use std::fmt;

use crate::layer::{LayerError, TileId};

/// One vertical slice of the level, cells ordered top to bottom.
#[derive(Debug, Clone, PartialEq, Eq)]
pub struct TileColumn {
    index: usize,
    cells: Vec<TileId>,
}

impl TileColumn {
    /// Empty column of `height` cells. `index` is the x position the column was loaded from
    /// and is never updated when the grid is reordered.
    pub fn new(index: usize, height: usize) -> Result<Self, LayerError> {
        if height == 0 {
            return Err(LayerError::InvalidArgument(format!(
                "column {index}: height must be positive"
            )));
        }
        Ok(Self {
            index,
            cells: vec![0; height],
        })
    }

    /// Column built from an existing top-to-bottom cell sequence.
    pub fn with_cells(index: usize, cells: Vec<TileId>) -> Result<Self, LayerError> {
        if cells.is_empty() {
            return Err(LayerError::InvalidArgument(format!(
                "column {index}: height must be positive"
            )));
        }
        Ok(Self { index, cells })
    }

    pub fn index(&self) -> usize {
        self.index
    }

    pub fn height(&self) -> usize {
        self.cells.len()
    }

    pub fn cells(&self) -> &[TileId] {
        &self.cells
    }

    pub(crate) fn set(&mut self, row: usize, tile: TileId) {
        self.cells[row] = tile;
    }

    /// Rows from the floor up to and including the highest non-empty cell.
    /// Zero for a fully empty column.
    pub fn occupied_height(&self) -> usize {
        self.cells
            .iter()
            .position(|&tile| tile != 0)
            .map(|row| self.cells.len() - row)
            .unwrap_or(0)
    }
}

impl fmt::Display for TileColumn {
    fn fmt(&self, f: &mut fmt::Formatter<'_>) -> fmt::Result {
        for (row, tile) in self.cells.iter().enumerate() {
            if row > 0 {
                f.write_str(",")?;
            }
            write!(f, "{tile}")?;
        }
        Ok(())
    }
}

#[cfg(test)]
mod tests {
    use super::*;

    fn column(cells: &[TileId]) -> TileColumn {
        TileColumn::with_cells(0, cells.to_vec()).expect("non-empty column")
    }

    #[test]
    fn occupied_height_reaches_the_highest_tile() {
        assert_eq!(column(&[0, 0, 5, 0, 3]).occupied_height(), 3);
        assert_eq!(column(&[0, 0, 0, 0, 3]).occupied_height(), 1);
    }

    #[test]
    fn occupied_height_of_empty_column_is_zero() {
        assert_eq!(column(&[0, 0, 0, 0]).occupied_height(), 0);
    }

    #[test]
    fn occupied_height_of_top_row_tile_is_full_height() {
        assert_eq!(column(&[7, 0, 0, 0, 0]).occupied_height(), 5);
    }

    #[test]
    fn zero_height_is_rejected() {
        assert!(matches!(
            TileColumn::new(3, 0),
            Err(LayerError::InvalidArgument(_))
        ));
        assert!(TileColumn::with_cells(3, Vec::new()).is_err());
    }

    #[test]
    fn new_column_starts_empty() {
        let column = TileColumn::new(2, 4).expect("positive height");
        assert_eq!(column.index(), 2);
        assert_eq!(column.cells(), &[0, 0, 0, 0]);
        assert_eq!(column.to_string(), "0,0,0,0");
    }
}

§ **WHAT THIS TASK INVOLVES**:
Search the listing for the string "index". Copy each line where it is found.

§ **SOLUTION TO THE EXERCISE**:
    index: usize,
    /// Empty column of `height` cells. `index` is the x position the column was loaded from
    pub fn new(index: usize, height: usize) -> Result<Self, LayerError> {
                "column {index}: height must be positive"
            index,
    pub fn with_cells(index: usize, cells: Vec<TileId>) -> Result<Self, LayerError> {
                "column {index}: height must be positive"
        Ok(Self { index, cells })
    pub fn index(&self) -> usize {
        self.index
        assert_eq!(column.index(), 2);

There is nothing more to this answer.